Please visit the MIT Summer Research Program site for application deadline information.

Program Features
  • Supervision by an MIT faculty member, postdoctoral fellow or advanced graduate student
  • Weekly research presentation by MIT faculty
  • Weekly seminars on issues directly related to the academic, personal and professional growth of interns
  • Social outings (barbeques, boat cruise, visits to Boston area, etc.)
  • Preparation of an abstract and graduate school statement of purpose
  • Poster presentation at the end of the program
  • Individual counseling on academic careers
  • Constructive feedback on the need for further undergraduate courses and acquisition of additional laboratory skills
  • Opportunity to possibly co-author a scientific paper with the faculty mentor
  • Exposure to state of the art research laboratories in MIT departments and over 60 interdisciplinary centers on MIT’s campus
  • Hands-on training in active, “real-world” laboratories

For questions or for further information, contact the MSRP staff at msrp@mit.edu.


Physics Bridge Program

The MIT Physics Bridge Program is a one- or two-year post-baccalaureate program at MIT to facilitate the transition to graduate school.  Participation is open to physics students who have completed a bachelor’s degree and have participated in the MIT Summer Research Program.
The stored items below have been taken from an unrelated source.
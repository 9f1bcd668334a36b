//! API error types and HTTP response mapping.

use axum::Json;
use axum::http::HeaderValue;
use axum::http::StatusCode;
use axum::http::header::HeaderName;
use axum::response::{IntoResponse, Response};
use serde::Serialize;
use utoipa::ToSchema;

use markus_core::Error as CoreError;
use markus_core::store::StoreError;
use markus_issuance::IssueError;

/// API result type.
pub type ApiResult<T> = Result<T, ApiError>;

/// Standard JSON error response body.
#[derive(Debug, Serialize, ToSchema)]
#[serde(rename_all = "camelCase")]
#[cfg_attr(test, derive(serde::Deserialize))]
pub struct ApiErrorBody {
    /// Stable machine-readable error code.
    pub code: String,
    /// Human-readable message (safe for clients).
    pub message: String,
}

/// HTTP API error with stable machine-readable code.
#[derive(Debug)]
pub struct ApiError {
    status: StatusCode,
    code: &'static str,
    message: String,
    retry_after_secs: Option<u64>,
}

impl ApiError {
    /// Returns an error response for invalid input.
    pub fn bad_request(message: impl Into<String>) -> Self {
        Self::new(StatusCode::BAD_REQUEST, "BAD_REQUEST", message)
    }

    /// Returns an error response for authentication failures.
    pub fn unauthorized(message: impl Into<String>) -> Self {
        Self::new(StatusCode::UNAUTHORIZED, "UNAUTHORIZED", message)
    }

    /// Returns an error response when no session credential was presented.
    #[must_use]
    pub fn missing_session() -> Self {
        Self::new(
            StatusCode::UNAUTHORIZED,
            "MISSING_SESSION",
            "Admin session required",
        )
    }

    /// Returns an error response when the session token is unknown or expired.
    #[must_use]
    pub fn invalid_session() -> Self {
        Self::new(
            StatusCode::UNAUTHORIZED,
            "INVALID_SESSION",
            "Invalid or expired admin session",
        )
    }

    /// Returns an error response for authorization failures.
    pub fn forbidden(message: impl Into<String>) -> Self {
        Self::new(StatusCode::FORBIDDEN, "FORBIDDEN", message)
    }

    /// Returns an error response for missing resources.
    pub fn not_found(message: impl Into<String>) -> Self {
        Self::new(StatusCode::NOT_FOUND, "NOT_FOUND", message)
    }

    /// Returns an error response while a certificate is being generated.
    #[must_use]
    pub fn in_progress(retry_after_secs: u64) -> Self {
        Self::new(
            StatusCode::TOO_MANY_REQUESTS,
            "IN_PROGRESS",
            "Certificate is being generated, retry shortly",
        )
        .with_retry_after(retry_after_secs)
    }

    /// Returns an error response while maintenance mode is on.
    #[must_use]
    pub fn maintenance() -> Self {
        Self::new(
            StatusCode::SERVICE_UNAVAILABLE,
            "MAINTENANCE",
            "The portal is under maintenance",
        )
    }

    /// Returns an error response for a dependency that is not configured.
    pub fn unavailable(message: impl Into<String>) -> Self {
        Self::new(StatusCode::SERVICE_UNAVAILABLE, "UNAVAILABLE", message)
    }

    /// Returns an internal error response.
    pub fn internal(message: impl Into<String>) -> Self {
        Self::new(StatusCode::INTERNAL_SERVER_ERROR, "INTERNAL", message)
    }

    /// Returns the HTTP status code for this error.
    #[must_use]
    pub const fn status(&self) -> StatusCode {
        self.status
    }

    /// Returns the human-readable error message.
    #[must_use]
    pub fn message(&self) -> &str {
        &self.message
    }

    /// Returns the stable machine-readable error code.
    #[must_use]
    pub const fn code(&self) -> &'static str {
        self.code
    }

    fn new(status: StatusCode, code: &'static str, message: impl Into<String>) -> Self {
        Self {
            status,
            code,
            message: message.into(),
            retry_after_secs: None,
        }
    }

    /// Attaches a Retry-After header value in seconds.
    #[must_use]
    pub fn with_retry_after(mut self, seconds: u64) -> Self {
        self.retry_after_secs = Some(seconds);
        self
    }
}

impl IntoResponse for ApiError {
    fn into_response(self) -> Response {
        let retry_after_secs = self.retry_after_secs;
        let mut response = (
            self.status,
            Json(ApiErrorBody {
                code: self.code.to_string(),
                message: self.message,
            }),
        )
            .into_response();

        if let Some(secs) = retry_after_secs {
            if let Ok(value) = HeaderValue::from_str(&secs.to_string()) {
                response
                    .headers_mut()
                    .insert(HeaderName::from_static("retry-after"), value);
            }
        }

        response
    }
}

impl From<IssueError> for ApiError {
    fn from(value: IssueError) -> Self {
        match value {
            IssueError::NotFound { roll_no, event } => {
                Self::not_found(format!("no registration for {roll_no} in {event}"))
            }
            IssueError::Suppressed { .. } => {
                Self::forbidden("This certificate has been withheld")
            }
            IssueError::InProgress { retry_after } => {
                Self::in_progress(retry_after.as_secs().max(1))
            }
            other => {
                tracing::error!(error = %other, "certificate issuance failed");
                Self::internal("Certificate generation failed")
            }
        }
    }
}

impl From<StoreError> for ApiError {
    fn from(value: StoreError) -> Self {
        match value {
            StoreError::NotFound { id } => Self::not_found(format!("record not found: {id}")),
            other => {
                tracing::error!(error = %other, "participant store failure");
                Self::internal("Internal error")
            }
        }
    }
}

impl From<CoreError> for ApiError {
    fn from(value: CoreError) -> Self {
        match value {
            CoreError::InvalidInput(message) => Self::bad_request(message),
            other => {
                tracing::error!(error = %other, "internal error");
                Self::internal("Internal error")
            }
        }
    }
}

#[cfg(test)]
mod tests {
    use std::time::Duration;

    use super::*;
    use markus_issuance::RenderError;

    #[test]
    fn in_progress_sets_retry_after_header() {
        let response = ApiError::from(IssueError::InProgress {
            retry_after: Duration::from_secs(5),
        })
        .into_response();
        assert_eq!(response.status(), StatusCode::TOO_MANY_REQUESTS);
        assert_eq!(
            response
                .headers()
                .get("retry-after")
                .and_then(|v| v.to_str().ok()),
            Some("5")
        );
    }

    #[test]
    fn sub_second_retry_after_rounds_up_to_one() {
        let err = ApiError::from(IssueError::InProgress {
            retry_after: Duration::from_millis(200),
        });
        assert_eq!(err.retry_after_secs, Some(1));
    }

    #[test]
    fn issuance_taxonomy_maps_to_status_codes() {
        let not_found = ApiError::from(IssueError::NotFound {
            roll_no: "23CS001".to_string(),
            event: "EVENT".to_string(),
        });
        assert_eq!(not_found.status(), StatusCode::NOT_FOUND);

        let suppressed = ApiError::from(IssueError::Suppressed {
            roll_no: "23CS001".to_string(),
            event: "EVENT".to_string(),
        });
        assert_eq!(suppressed.status(), StatusCode::FORBIDDEN);
        assert_eq!(suppressed.code(), "FORBIDDEN");
    }

    #[test]
    fn internal_failures_hide_detail() {
        let err = ApiError::from(IssueError::Render(RenderError::TemplateMissing {
            path: "/secret/template.png".into(),
        }));
        assert_eq!(err.status(), StatusCode::INTERNAL_SERVER_ERROR);
        assert!(!err.message().contains("/secret"));
    }

    #[test]
    fn store_not_found_is_404() {
        let err = ApiError::from(StoreError::NotFound { id: 9 });
        assert_eq!(err.status(), StatusCode::NOT_FOUND);
    }
}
Interested college seniors who have attended MSRP should apply to the MIT Physics graduate program by following the procedures given at our physics graduate study website.

Interested students can find opportunities to work as TAs, graders, and course mentoring in Student Employment Opportunities.


Physics students have access to a variety of academic support and tutoring opportunities:

  • Peer Tutoring Program: offered to qualifying students taking sophomore core subjects (8.03, 8.033, 8.04, 8.044). For more information about this program, contact Emma Dunn.
  • Physics Mentorship Programs: in response to the COVID Pandemic and many students being away from campus, mentoring programs, managed by Dr. Peter Dourmashkin, Prof. Ed Bertschinger and Prof. Kerstin Perez, were established to provide support for students in core physics undergraduate subjects:
    • Fall Classes: 8.01, 8.02, 8.01L, 8.012, 8.021, 8.022, 8.03, 8.04, 8.041
    • Spring Classes: 8.011, 8.02, 8.022, 8.03, 8.04, 8.044
  • Tutoring in specific courses: some courses include tutors as part of their course staff; please refer to individual subject web pages for specific tutoring opportunities.
  • Individual hiring of tutors: can be organized through a special arrangement with the Physics Academic Programs Office.
  • The Office of Minority Education’s Talented Scholars Resource Room (TSR^2): free tutoring services to all MIT undergraduate students. TSR^2 provides one-on-one tutoring sessions, p-set nights, and exam reviews.